Sample Preparation and Analyses
In the more recent drilling programs, from 2004 onwards, that comprise 25 of 121 drillholes used in the mineral resource estimation gold, was assayed by fire assay/atomic absorption (AAS) and samples with visible gold by metallic screen/fire assay/AAS techniques. Details of sample preparation and analyses have not been recorded in historic work reports for drilling completed pre-2006.
Validation and Classification
The resultant gold block model was validated by visually comparing the estimated block grades with the cappedcomposite grades in cross section and plan views.

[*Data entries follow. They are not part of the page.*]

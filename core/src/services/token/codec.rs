//! Token wire format: `<base64url(json claim)>.<hex mac>`

use base64::{engine::general_purpose::URL_SAFE_NO_PAD, Engine};
use serde_json::json;

use crate::domain::entities::claim::IdentityClaim;
use crate::errors::TokenError;

/// Separator between the encoded payload and the signature
pub const SEPARATOR: char = '.';

/// Tokens longer than this are rejected before any decoding work
pub const MAX_TOKEN_LEN: usize = 4096;

/// The two halves of a token, borrowed from the original string
#[derive(Debug, Clone, Copy, PartialEq, Eq)]
pub struct TokenParts<'a> {
    pub payload: &'a str,
    pub signature: &'a str,
}

/// Pure encoder/decoder for the token format. No I/O, no secret.
pub struct TokenCodec;

impl TokenCodec {
    /// Serializes the claim to canonical JSON (keys sorted) and base64url-encodes it
    pub fn encode(claim: &IdentityClaim) -> String {
        let canonical = json!({
            "sub": claim.subject,
            "email": claim.email,
            "role": claim.role.as_str(),
            "exp": claim.expires_at,
        });
        URL_SAFE_NO_PAD.encode(canonical.to_string().as_bytes())
    }

    /// Splits on the separator into exactly two non-empty parts
    pub fn split(token: &str) -> Result<TokenParts<'_>, TokenError> {
        if token.len() > MAX_TOKEN_LEN {
            return Err(TokenError::MalformedToken);
        }

        let mut parts = token.split(SEPARATOR);
        match (parts.next(), parts.next(), parts.next()) {
            (Some(payload), Some(signature), None)
                if !payload.is_empty() && !signature.is_empty() =>
            {
                Ok(TokenParts { payload, signature })
            }
            _ => Err(TokenError::MalformedToken),
        }
    }

    /// Decodes the claim of a full token without checking its signature
    pub fn decode(token: &str) -> Result<IdentityClaim, TokenError> {
        let parts = Self::split(token)?;
        Self::decode_payload(parts.payload)
    }

    /// Decodes an encoded payload. Every failure is `MalformedToken`.
    pub fn decode_payload(payload: &str) -> Result<IdentityClaim, TokenError> {
        let bytes = URL_SAFE_NO_PAD
            .decode(payload)
            .map_err(|_| TokenError::MalformedToken)?;
        serde_json::from_slice(&bytes).map_err(|_| TokenError::MalformedToken)
    }
}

Classification for the Nordeau West mineral resource estimate is based on continuity of mineralization and grade using drill hole spacing and quality, variography and estimation statistics. The mineral resources have been classified as indicated and inferred.
Estimation Methodology
Estimation was carried out using inverse distance squared algorithm into a 3-D Gemcom block model with X-YZ (i.e. east-west, north-south, vertical) block dimensions of 5.0m x 2.5m x 5.0m. Variable grade capping by mineralized domain was accomplished at Au values ranging from 2.5 g/t to 187.90 g/t. A bulk density of 2.90 t/m3 was used for all tonnage calculations. Grade interpolation was completed using two passes based on two search ellipse ranges. The search ellipse dimensions for the Indicated category were 50m x 35m x 15m from a block centroid, with a minimum 2 drill holes and maximum of 24 samples; the area of influence of the Inferred category is 100m x 70m x 20m from a block centroid with a minimum of 1 drill holes and maximum of 24 samples. Indicated Resource grade estimates were calculated by applying Ellipse 1 first, followed by a second interpolation using Ellipse 2 and only updating only previously unestimated blocks. A second series of grade interpolations were completed for Inferred Resource grade estimates using two search ellipse searches. A total of 17,824 grade blocks are categorized as Indicated Resources (25%) and 52,416 grade blocks are categorized as Inferred Resources (75%) from a total of 70,240 estimated grade blocks.
Cut-off grades
Reporting of the mineral resources uses a gold cut-off grade of 2.75g/t gold to reflect potential underground mining methods and reasonable prospects for economic extraction.
Metallurgy
No metallurgical assumptions have been used in the resource models
Environmental liabilities
No environmental permits are currently assigned to the ECG property for exploitation purposes. Environmental permit(s) may be required at a later date to fulfil environmental requirements with the goal of returning the land to a use whose value is at least equal to its previous value and to ensure the long term ecological and environmental stability of the land and its watershed; however no environmental liabilities were inherited with any of the claims on the Property, and there are no environmental requirements to maintain any of the claims in good standing at this time.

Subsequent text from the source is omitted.